___ Working data

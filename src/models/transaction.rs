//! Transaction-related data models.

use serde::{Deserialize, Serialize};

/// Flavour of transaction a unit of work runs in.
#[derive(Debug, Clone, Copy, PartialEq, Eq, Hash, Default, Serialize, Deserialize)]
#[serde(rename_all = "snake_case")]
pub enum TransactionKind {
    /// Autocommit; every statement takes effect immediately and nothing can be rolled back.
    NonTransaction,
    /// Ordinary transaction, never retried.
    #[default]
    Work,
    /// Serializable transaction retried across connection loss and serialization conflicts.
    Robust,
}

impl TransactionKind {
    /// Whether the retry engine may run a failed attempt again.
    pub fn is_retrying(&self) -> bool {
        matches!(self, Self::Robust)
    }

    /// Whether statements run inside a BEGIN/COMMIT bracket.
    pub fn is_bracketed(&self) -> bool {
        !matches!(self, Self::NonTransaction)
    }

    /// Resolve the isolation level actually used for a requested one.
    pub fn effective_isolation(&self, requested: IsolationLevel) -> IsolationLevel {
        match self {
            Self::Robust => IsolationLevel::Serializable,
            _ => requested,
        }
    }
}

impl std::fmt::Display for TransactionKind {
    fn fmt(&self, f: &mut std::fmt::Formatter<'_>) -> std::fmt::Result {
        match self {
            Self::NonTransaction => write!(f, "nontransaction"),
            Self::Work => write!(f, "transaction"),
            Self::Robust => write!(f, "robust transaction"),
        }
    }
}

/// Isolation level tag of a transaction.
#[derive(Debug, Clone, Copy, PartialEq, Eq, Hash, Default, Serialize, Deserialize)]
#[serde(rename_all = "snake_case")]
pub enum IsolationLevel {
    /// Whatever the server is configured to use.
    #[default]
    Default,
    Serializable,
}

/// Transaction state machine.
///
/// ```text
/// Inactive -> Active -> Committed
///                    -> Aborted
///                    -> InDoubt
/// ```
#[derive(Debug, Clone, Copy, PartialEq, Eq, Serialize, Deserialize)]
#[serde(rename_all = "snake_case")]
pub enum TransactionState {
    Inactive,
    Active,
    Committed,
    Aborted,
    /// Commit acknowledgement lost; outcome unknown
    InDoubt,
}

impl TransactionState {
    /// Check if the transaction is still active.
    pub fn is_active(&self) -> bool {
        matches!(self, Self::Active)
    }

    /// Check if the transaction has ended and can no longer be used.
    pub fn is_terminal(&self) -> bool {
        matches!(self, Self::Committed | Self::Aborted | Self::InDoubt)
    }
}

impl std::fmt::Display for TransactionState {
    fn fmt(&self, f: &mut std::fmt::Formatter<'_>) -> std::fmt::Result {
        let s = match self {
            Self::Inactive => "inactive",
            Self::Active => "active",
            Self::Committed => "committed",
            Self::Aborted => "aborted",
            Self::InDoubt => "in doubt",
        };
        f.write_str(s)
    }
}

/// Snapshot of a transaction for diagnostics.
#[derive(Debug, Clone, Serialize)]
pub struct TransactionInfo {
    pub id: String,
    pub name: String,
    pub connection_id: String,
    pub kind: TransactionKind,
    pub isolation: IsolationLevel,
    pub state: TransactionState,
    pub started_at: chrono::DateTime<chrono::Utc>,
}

______

The problem:
Return only the number of lines in the listing that contain the string "Serialize".

Your solution:
5